*What the exercise asks*.
Lines from the records below that contain the word "crate" are to be copied out.
____
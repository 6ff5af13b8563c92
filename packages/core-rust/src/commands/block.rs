//! Court block commands.

use serde::{Deserialize, Serialize};
use serde_json::Value;

use super::input::CommandInput;
use super::{court_command, CommandValidationError, CourtCommand, Preflight, PreflightResult};
use crate::clock;
use crate::types::Board;

/// Longest accepted block reason, in characters.
pub const MAX_BLOCK_REASON_LEN: usize = 200;

// ---------------------------------------------------------------------------
// CreateBlock
// ---------------------------------------------------------------------------

/// Takes a court out of play for `[starts_at, ends_at)`.
#[derive(Debug, Clone, PartialEq, Eq, Serialize, Deserialize)]
#[serde(rename_all = "camelCase")]
pub struct CreateBlockCommand {
    pub command_version: u32,
    pub court_id: String,
    pub starts_at: String,
    pub ends_at: String,
    pub reason: String,
}

#[derive(Debug, Clone, PartialEq, Eq, Serialize)]
pub struct CreateBlockPayload {
    pub court_id: String,
    pub starts_at: String,
    pub ends_at: String,
    pub reason: String,
}

/// # Errors
///
/// Returns [`CommandValidationError`] listing every structural violation,
/// including an end time not after the start time.
pub fn build_create_block_command(input: &Value) -> Result<CreateBlockCommand, CommandValidationError> {
    let mut input = CommandInput::new(input);
    let command_version = input.command_version();
    let court_id = input.required_string("courtId");
    let starts_at = input.timestamp("startsAt");
    let ends_at = input.timestamp("endsAt");
    let reason = input.required_string("reason");

    if reason.chars().count() > MAX_BLOCK_REASON_LEN {
        input.issue(
            "reason",
            format!("String must contain at most {MAX_BLOCK_REASON_LEN} character(s)"),
        );
    }
    let times_valid = !input.has_issue_at("startsAt") && !input.has_issue_at("endsAt");
    if times_valid && !clock::is_before(&starts_at, &ends_at) {
        input.issue("endsAt", "End time must be after start time");
    }

    input.finish(
        CreateBlockCommand::NAME,
        CreateBlockCommand {
            command_version,
            court_id,
            starts_at,
            ends_at,
            reason,
        },
    )
}

/// The court must exist and its current block, if any, must not overlap.
pub fn preflight_create_block(command: &CreateBlockCommand, board: &Board) -> PreflightResult {
    let mut preflight = Preflight::new();
    if let Some(court) = preflight.court(board, &command.court_id, "Court") {
        if let Some(block) = &court.block {
            let overlaps = clock::is_before(&block.starts_at, &command.ends_at)
                && clock::is_before(&command.starts_at, &block.ends_at);
            if overlaps {
                preflight.fail(format!(
                    "Court {} already has a block from {} to {}",
                    court.number, block.starts_at, block.ends_at
                ));
            }
        }
    }
    preflight.finish()
}

#[must_use]
pub fn to_create_block_payload(command: &CreateBlockCommand) -> CreateBlockPayload {
    CreateBlockPayload {
        court_id: command.court_id.clone(),
        starts_at: command.starts_at.clone(),
        ends_at: command.ends_at.clone(),
        reason: command.reason.clone(),
    }
}

court_command!(
    CreateBlockCommand,
    CreateBlockPayload,
    "CreateBlockCommand",
    "create-block",
    build_create_block_command,
    preflight_create_block,
    to_create_block_payload
);

// ---------------------------------------------------------------------------
// DeleteBlock
// ---------------------------------------------------------------------------

/// Removes a block. Future blocks are not on the board, so there is no
/// preflight.
#[derive(Debug, Clone, PartialEq, Eq, Serialize, Deserialize)]
#[serde(rename_all = "camelCase")]
pub struct DeleteBlockCommand {
    pub command_version: u32,
    pub block_id: String,
}

#[derive(Debug, Clone, PartialEq, Eq, Serialize)]
pub struct DeleteBlockPayload {
    pub block_id: String,
}

/// # Errors
///
/// Returns [`CommandValidationError`] when `blockId` is missing or blank.
pub fn build_delete_block_command(input: &Value) -> Result<DeleteBlockCommand, CommandValidationError> {
    let mut input = CommandInput::new(input);
    let command_version = input.command_version();
    let block_id = input.required_string("blockId");
    input.finish(
        DeleteBlockCommand::NAME,
        DeleteBlockCommand {
            command_version,
            block_id,
        },
    )
}

#[must_use]
pub fn to_delete_block_payload(command: &DeleteBlockCommand) -> DeleteBlockPayload {
    DeleteBlockPayload {
        block_id: command.block_id.clone(),
    }
}

court_command!(
    DeleteBlockCommand,
    DeleteBlockPayload,
    "DeleteBlockCommand",
    "delete-block",
    build_delete_block_command,
    |_, _| PreflightResult::Ok,
    to_delete_block_payload
);

#[cfg(test)]
mod tests {
    use serde_json::json;

    use super::*;
    use crate::commands::fixtures;

    fn create(court_id: &str, starts_at: &str, ends_at: &str) -> Result<CreateBlockCommand, CommandValidationError> {
        build_create_block_command(&json!({
            "courtId": court_id,
            "startsAt": starts_at,
            "endsAt": ends_at,
            "reason": "Lesson"
        }))
    }

    #[test]
    fn missing_fields_reported_together() {
        let err = build_create_block_command(&json!({
            "courtId": "court-1",
            "startsAt": "2025-12-28T09:00:00Z"
        }))
        .unwrap_err();
        let message = err.to_string();
        assert!(message.starts_with("Invalid CreateBlockCommand: "));
        assert!(message.contains("endsAt"));
        assert!(message.contains("reason"));
    }

    #[test]
    fn end_must_follow_start() {
        let err = create("court-1", "2025-12-28T10:00:00Z", "2025-12-28T10:00:00Z").unwrap_err();
        assert_eq!(
            err.to_string(),
            "Invalid CreateBlockCommand: endsAt: End time must be after start time"
        );
    }

    #[test]
    fn reason_length_limited() {
        let err = build_create_block_command(&json!({
            "courtId": "court-1",
            "startsAt": "2025-12-28T09:00:00Z",
            "endsAt": "2025-12-28T10:00:00Z",
            "reason": "x".repeat(MAX_BLOCK_REASON_LEN + 1)
        }))
        .unwrap_err();
        assert!(err.issues.touches("reason"));
    }

    #[test]
    fn overlapping_block_rejected() {
        let board = fixtures::board();
        let overlapping = create("court-4", "2025-12-27T23:30:00Z", "2025-12-28T01:00:00Z").unwrap();
        assert_eq!(
            preflight_create_block(&overlapping, &board).errors(),
            ["Court 4 already has a block from 2025-12-27T22:00:00Z to 2025-12-28T00:00:00Z"]
        );
        let adjacent = create("court-4", "2025-12-28T00:00:00Z", "2025-12-28T01:00:00Z").unwrap();
        assert!(preflight_create_block(&adjacent, &board).is_ok());
        let missing = create("court-99", "2025-12-28T00:00:00Z", "2025-12-28T01:00:00Z").unwrap();
        assert_eq!(preflight_create_block(&missing, &board).errors(), ["Court court-99 not found"]);
    }

    #[test]
    fn payloads_are_snake_case() {
        let command = create("court-1", "2025-12-28T09:00:00Z", "2025-12-28T10:00:00Z").unwrap();
        assert_eq!(
            serde_json::to_value(to_create_block_payload(&command)).unwrap(),
            json!({
                "court_id": "court-1",
                "starts_at": "2025-12-28T09:00:00Z",
                "ends_at": "2025-12-28T10:00:00Z",
                "reason": "Lesson"
            })
        );

        let delete = build_delete_block_command(&json!({"blockId": "b4"})).unwrap();
        assert_eq!(
            serde_json::to_value(to_delete_block_payload(&delete)).unwrap(),
            json!({"block_id": "b4"})
        );
        assert!(delete.preflight(&fixtures::board()).is_ok());
    }
}
use courtboard_core::{BoardAssertionError, CommandValidationError, DomainError};

/// Errors surfaced by the board and mutation services.
#[derive(Debug, Clone, thiserror::Error)]
pub enum ServiceError {
    /// UI input did not form a valid command.
    #[error(transparent)]
    Validation(#[from] CommandValidationError),

    /// The command is well formed but not feasible on the current board.
    #[error("{command} rejected: {}", .errors.join("; "))]
    Preflight {
        command: &'static str,
        errors: Vec<String>,
    },

    /// The normalized board failed strict domain validation.
    #[error(transparent)]
    InvalidBoard(#[from] BoardAssertionError),

    /// A normalized transport or backend failure.
    #[error(transparent)]
    Domain(#[from] DomainError),
}

impl ServiceError {
    /// Text suitable for showing to the user.
    #[must_use]
    pub fn user_message(&self) -> String {
        match self {
            Self::Preflight { errors, .. } => errors.join("\n"),
            Self::Domain(err) => err.message.clone(),
            other => other.to_string(),
        }
    }
}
____
*Output below*.
use crate::clock;
use crate::types::Board;
    use crate::commands::fixtures;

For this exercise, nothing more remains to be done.